Deixar

Deixei de gostar do modo como expressam nossa partida. Soa imediatista. Parece solitário. É cruel. Separar-nos de nossos pais e passar a morar sozinhos pouco se parece com o exato momento em que um pequeno pássaro pula do ninho e bate as asas pela primeira vez.

Desde miúdos fomos ensinados a tomar banho, a pentear os cabelos, a escovar os dentes. Disseram-nos para arrumarmos nossos quartos. Mostraram-nos que estudar era necessário. Doutrinaram-nos a pagar as contas. Inseriram-nos na sociedade. Forçaram-nos a sermos independentes. A coisa toda ficou mais séria, mas certamente não é como se estivéssemos despreparados. Já sabemos voar, e faz tempo.

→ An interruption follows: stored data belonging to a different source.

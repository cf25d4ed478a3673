//! Conversation domain models.
//!
//! A conversation session is a durable chat transcript against the remote
//! process's question-answering endpoint. Sessions are independent of the
//! flow lifecycle: they can be created, used, and deleted whether or not
//! a flow is running.

use super::message::{ChatMessage, MessageRole};
use serde::{Deserialize, Serialize};
use uuid::Uuid;

/// Character budget for auto-derived session titles.
pub const TITLE_MAX_CHARS: usize = 40;

/// A durable chat session.
#[derive(Debug, Clone, PartialEq, Eq, Serialize, Deserialize)]
pub struct ConversationSession {
    /// Unique session identifier (UUID format).
    pub id: String,
    /// Human-readable session title, derived from the first user message.
    pub title: String,
    /// Ordered message history.
    pub messages: Vec<ChatMessage>,
    /// Timestamp when the session was created (ISO 8601 format).
    pub created_at: String,
    /// Timestamp when the session was last updated (ISO 8601 format).
    pub updated_at: String,
}

impl ConversationSession {
    /// Creates a fresh, empty session with a generated identifier.
    pub fn new() -> Self {
        let now = chrono::Utc::now().to_rfc3339();
        Self {
            id: Uuid::new_v4().to_string(),
            title: "New conversation".to_string(),
            messages: Vec::new(),
            created_at: now.clone(),
            updated_at: now,
        }
    }

    /// Appends a message and refreshes the update timestamp.
    ///
    /// The title is derived from the first user message and never changed
    /// afterwards.
    pub fn push(&mut self, message: ChatMessage) {
        let is_first_user_message = message.role == MessageRole::User
            && !self.messages.iter().any(|m| m.role == MessageRole::User);
        if is_first_user_message {
            self.title = derive_title(&message.content);
        }
        self.messages.push(message);
        self.updated_at = chrono::Utc::now().to_rfc3339();
    }

    /// Serializes the whole transcript into a single question payload.
    ///
    /// The backend endpoint is stateless per request, so every exchange
    /// re-sends the full history. Synthetic error entries are local
    /// bookkeeping and are left out.
    pub fn transcript(&self) -> String {
        let mut lines = Vec::with_capacity(self.messages.len());
        for message in self.messages.iter().filter(|m| !m.is_error) {
            let prefix = match message.role {
                MessageRole::User => "User",
                MessageRole::Assistant => "Assistant",
            };
            lines.push(format!("{}: {}", prefix, message.content));
        }
        lines.join("\n")
    }
}

impl Default for ConversationSession {
    fn default() -> Self {
        Self::new()
    }
}

fn derive_title(content: &str) -> String {
    let trimmed = content.trim();
    if trimmed.is_empty() {
        return "New conversation".to_string();
    }
    if trimmed.chars().count() <= TITLE_MAX_CHARS {
        trimmed.to_string()
    } else {
        trimmed.chars().take(TITLE_MAX_CHARS).collect()
    }
}

/// The full collection of sessions, persisted as one durable unit.
///
/// Invariant: `current_id`, when set, references an existing session.
#[derive(Debug, Clone, Default, PartialEq, Eq, Serialize, Deserialize)]
pub struct ConversationCollection {
    #[serde(default)]
    pub sessions: Vec<ConversationSession>,
    #[serde(default)]
    pub current_id: Option<String>,
}

impl ConversationCollection {
    /// Looks up a session by id.
    pub fn find(&self, id: &str) -> Option<&ConversationSession> {
        self.sessions.iter().find(|s| s.id == id)
    }

    /// Looks up a session by id, mutably.
    pub fn find_mut(&mut self, id: &str) -> Option<&mut ConversationSession> {
        self.sessions.iter_mut().find(|s| s.id == id)
    }

    /// The currently selected session, if any.
    pub fn current(&self) -> Option<&ConversationSession> {
        self.current_id.as_deref().and_then(|id| self.find(id))
    }

    /// The currently selected session, mutably.
    pub fn current_mut(&mut self) -> Option<&mut ConversationSession> {
        let id = self.current_id.clone()?;
        self.find_mut(&id)
    }

    /// Adds a session and makes it current.
    pub fn insert(&mut self, session: ConversationSession) {
        self.current_id = Some(session.id.clone());
        self.sessions.push(session);
    }

    /// Removes a session by id.
    ///
    /// If the removed session was current, selection falls back to the
    /// first remaining session, or to none when the collection is empty.
    /// Returns whether a session was actually removed.
    pub fn remove(&mut self, id: &str) -> bool {
        let before = self.sessions.len();
        self.sessions.retain(|s| s.id != id);
        if self.sessions.len() == before {
            return false;
        }
        if self.current_id.as_deref() == Some(id) {
            self.current_id = self.sessions.first().map(|s| s.id.clone());
        }
        true
    }
}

Às vezes, creio que todos nos perguntamos se os adultos realmente acham que estaremos sozinhos no mundo. Imagino todos nós fazendo aquela cara de “Sério isso?”. Na analogia do pássaro que pula do ninho, fica implícito que outros pequenos filhotes passarão pela mesma experiência. Como num digno bando, as outras pequenas aves, e nós, voaremos unidos.

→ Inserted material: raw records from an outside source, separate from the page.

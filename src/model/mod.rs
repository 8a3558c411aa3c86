use std::{path::Path, sync::Arc};

use crate::error::PredictError;
use crate::features::TripFeatures;

pub mod encoder;
pub mod linear;
#[cfg(feature = "torch")]
pub mod torch;

pub use encoder::FeatureEncoder;
pub use linear::LinearPredictor;
#[cfg(feature = "torch")]
pub use torch::TorchPredictor;

/// A pre-trained ETA model. Loaded once, then shared read-only across callers.
pub trait Predictor: Send + Sync {
    /// ETA in minutes for one assembled record.
    fn predict(&self, features: &TripFeatures) -> Result<f64, PredictError>;

    fn name(&self) -> &str;

    fn version(&self) -> Option<&str> {
        None
    }
}

/// Picks an adapter from the artifact's extension: `.pt` is TorchScript
/// (needs `torch_meta`), anything else is read as a linear JSON export.
pub fn load(model_path: &Path, torch_meta: Option<&Path>) -> Result<Arc<dyn Predictor>, PredictError> {
    let is_torchscript = model_path.extension().is_some_and(|ext| ext == "pt");
    if is_torchscript {
        return load_torchscript(model_path, torch_meta);
    }
    Ok(Arc::new(LinearPredictor::load(model_path)?))
}

#[cfg(feature = "torch")]
fn load_torchscript(
    model_path: &Path,
    torch_meta: Option<&Path>,
) -> Result<Arc<dyn Predictor>, PredictError> {
    let meta = torch_meta.ok_or_else(|| PredictError::Artifact {
        path: model_path.display().to_string(),
        reason: "TorchScript models need a feature meta file".to_string(),
    })?;
    let model = TorchPredictor::new(
        &model_path.to_string_lossy(),
        &meta.to_string_lossy(),
    )?;
    Ok(Arc::new(model))
}

#[cfg(not(feature = "torch"))]
fn load_torchscript(
    model_path: &Path,
    _torch_meta: Option<&Path>,
) -> Result<Arc<dyn Predictor>, PredictError> {
    Err(PredictError::Artifact {
        path: model_path.display().to_string(),
        reason: "built without the `torch` feature".to_string(),
    })
}
pub mod config;
pub mod error;
pub mod eta;
pub mod features;
pub mod metadata;
pub mod model;
pub mod part_of_day;
pub mod server;
pub mod shell;

pub use eta::{estimate, Estimate};
pub use features::{assemble, RawInputs, TripFeatures, FEATURE_SCHEMA};
pub use model::Predictor;
pub use part_of_day::{classify, PartOfDay};
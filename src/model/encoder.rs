use crate::error::PredictError;
use crate::features::{is_categorical, TripFeatures, FEATURE_SCHEMA};

#[derive(Debug, Clone, PartialEq)]
enum Column {
    Numeric(&'static str),
    OneHot { field: &'static str, value: String },
}

/// Maps a `TripFeatures` record onto a model's input vector.
///
/// `feat_list` is the artifact's authoritative column order. Numeric columns
/// are named after the schema column (`distance_km`); categorical columns are
/// one-hot and named `Field=Value` (`City=Urban`). Any other name means the
/// artifact was fit against a different schema, and construction fails.
#[derive(Debug, Clone)]
pub struct FeatureEncoder {
    feat_list: Vec<String>,
    columns: Vec<Column>,
}

impl FeatureEncoder {
    pub fn new(feat_list: Vec<String>) -> Result<Self, PredictError> {
        let columns = feat_list
            .iter()
            .map(|name| parse_column(name))
            .collect::<Result<Vec<_>, _>>()?;
        Ok(Self { feat_list, columns })
    }

    pub fn feat_list(&self) -> &[String] {
        &self.feat_list
    }

    pub fn len(&self) -> usize {
        self.columns.len()
    }

    pub fn is_empty(&self) -> bool {
        self.columns.is_empty()
    }

    /// Always yields exactly `len()` values, one per `feat_list` entry.
    pub fn encode(&self, features: &TripFeatures) -> Vec<f64> {
        let record = features.columns();
        let lookup = |field: &str| {
            record
                .iter()
                .find(|(name, _)| *name == field)
                .map(|(_, value)| value)
        };

        self.columns
            .iter()
            .map(|column| match column {
                Column::Numeric(field) => lookup(*field).and_then(|v| v.as_f64()).unwrap_or(0.0),
                Column::OneHot { field, value } => {
                    let hit = lookup(*field).and_then(|v| v.as_text()) == Some(value.as_str());
                    if hit {
                        1.0
                    } else {
                        0.0
                    }
                }
            })
            .collect()
    }
}

fn parse_column(name: &str) -> Result<Column, PredictError> {
    let schema_name = |s: &str| FEATURE_SCHEMA.iter().copied().find(|c| *c == s);

    if let Some(field) = schema_name(name) {
        if !is_categorical(field) {
            return Ok(Column::Numeric(field));
        }
    } else if let Some((field, value)) = name.split_once('=') {
        if let Some(field) = schema_name(field).filter(|f| is_categorical(f)) {
            return Ok(Column::OneHot {
                field,
                value: value.to_string(),
            });
        }
    }
    Err(PredictError::SchemaMismatch(name.to_string()))
}
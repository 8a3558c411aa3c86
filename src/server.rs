use axum::{
    extract::{
        rejection::{JsonRejection, QueryRejection},
        Query, State,
    },
    http::StatusCode,
    routing::{get, post},
    Json, Router,
};
use serde::{Deserialize, Serialize};
use serde_json::{json, Value};
use std::{net::SocketAddr, sync::Arc};

use crate::eta::estimate;
use crate::features::RawInputs;
use crate::metadata::FeatureMetadata;
use crate::model::Predictor;
use crate::part_of_day::{classify, PartOfDay};

// ---------- Server state ----------

/// Loaded once at startup and never mutated afterwards.
#[derive(Clone)]
pub struct AppState {
    pub predictor: Arc<dyn Predictor>,
    pub meta: Arc<FeatureMetadata>,
}

// ---------- Request/Response types ----------

#[derive(Debug, Deserialize)]
pub struct HourQuery {
    pub hour: i64,
}

#[derive(Debug, Serialize, Deserialize, PartialEq)]
pub struct PartOfDayOut {
    pub hour: i64,
    pub part_of_day: PartOfDay,
}

#[derive(Debug, Serialize, Deserialize, PartialEq)]
pub struct PredictionOut {
    pub part_of_day: PartOfDay,
    pub eta_minutes: f64,
    pub eta_display: f64,
    pub message: String,
}

type ApiError = (StatusCode, Json<Value>);

fn api_error(status: StatusCode, e: impl ToString) -> ApiError {
    (status, Json(json!({ "error": e.to_string() })))
}

// ---------- Handlers ----------

pub async fn health(State(state): State<AppState>) -> Json<Value> {
    Json(json!({
        "status": "ok",
        "model": state.predictor.name(),
        "version": state.predictor.version(),
    }))
}

pub async fn metadata(State(state): State<AppState>) -> Json<FeatureMetadata> {
    Json(state.meta.as_ref().clone())
}

pub async fn part_of_day(
    query: Result<Query<HourQuery>, QueryRejection>,
) -> Result<Json<PartOfDayOut>, ApiError> {
    let Query(q) = query.map_err(|e| api_error(e.status(), e.body_text()))?;
    Ok(Json(PartOfDayOut {
        hour: q.hour,
        part_of_day: classify(q.hour),
    }))
}

pub async fn predict(
    State(state): State<AppState>,
    payload: Result<Json<RawInputs>, JsonRejection>,
) -> Result<Json<PredictionOut>, ApiError> {
    let Json(payload) = payload.map_err(|e| api_error(e.status(), e.body_text()))?;
    state
        .meta
        .validate(&payload)
        .map_err(|e| api_error(StatusCode::UNPROCESSABLE_ENTITY, e))?;

    let est = estimate(state.predictor.as_ref(), payload).map_err(|e| {
        tracing::error!(error = %e, model = state.predictor.name(), "prediction failed");
        api_error(StatusCode::INTERNAL_SERVER_ERROR, e)
    })?;

    Ok(Json(PredictionOut {
        part_of_day: est.part_of_day,
        eta_minutes: est.eta_minutes,
        eta_display: est.display_minutes(),
        message: est.message(),
    }))
}

pub fn create_router(state: AppState) -> Router {
    Router::new()
        .route("/health", get(health))
        .route("/metadata", get(metadata))
        .route("/part-of-day", get(part_of_day))
        .route("/predict", post(predict))
        .with_state(state)
}

pub async fn serve(state: AppState, addr: SocketAddr) -> anyhow::Result<()> {
    let app = create_router(state);
    tracing::info!("listening on {}", addr);
    let listener = tokio::net::TcpListener::bind(addr).await?;
    axum::serve(listener, app)
        .with_graceful_shutdown(shutdown_signal())
        .await?;
    Ok(())
}

async fn shutdown_signal() {
    let ctrl_c = async {
        if let Err(e) = tokio::signal::ctrl_c().await {
            tracing::warn!("failed to listen for ctrl-c: {}", e);
            std::future::pending::<()>().await;
        }
    };

    #[cfg(unix)]
    let terminate = async {
        match tokio::signal::unix::signal(tokio::signal::unix::SignalKind::terminate()) {
            Ok(mut sig) => {
                sig.recv().await;
            }
            Err(e) => {
                tracing::warn!("failed to install SIGTERM handler: {}", e);
                std::future::pending::<()>().await;
            }
        }
    };

    #[cfg(not(unix))]
    let terminate = std::future::pending::<()>();

    tokio::select! {
        _ = ctrl_c => {},
        _ = terminate => {},
    }

    tracing::info!("shutdown signal received");
}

Agora, por favor, paremos com toda essa besteira de passarinhos. Por mais bobinha que seja a comparação, é aterrorizante esboçar mentalmente a longuíssima queda livre de um penhasco. Apesar de estarmos preparados e de termos companhia, trazer à tona as possíveis consequências da falha, é crueldade. Estamos prontos. Vai dar certo! Afinal, é só questão de deixar: deixar os pais, deixar que sejamos livres.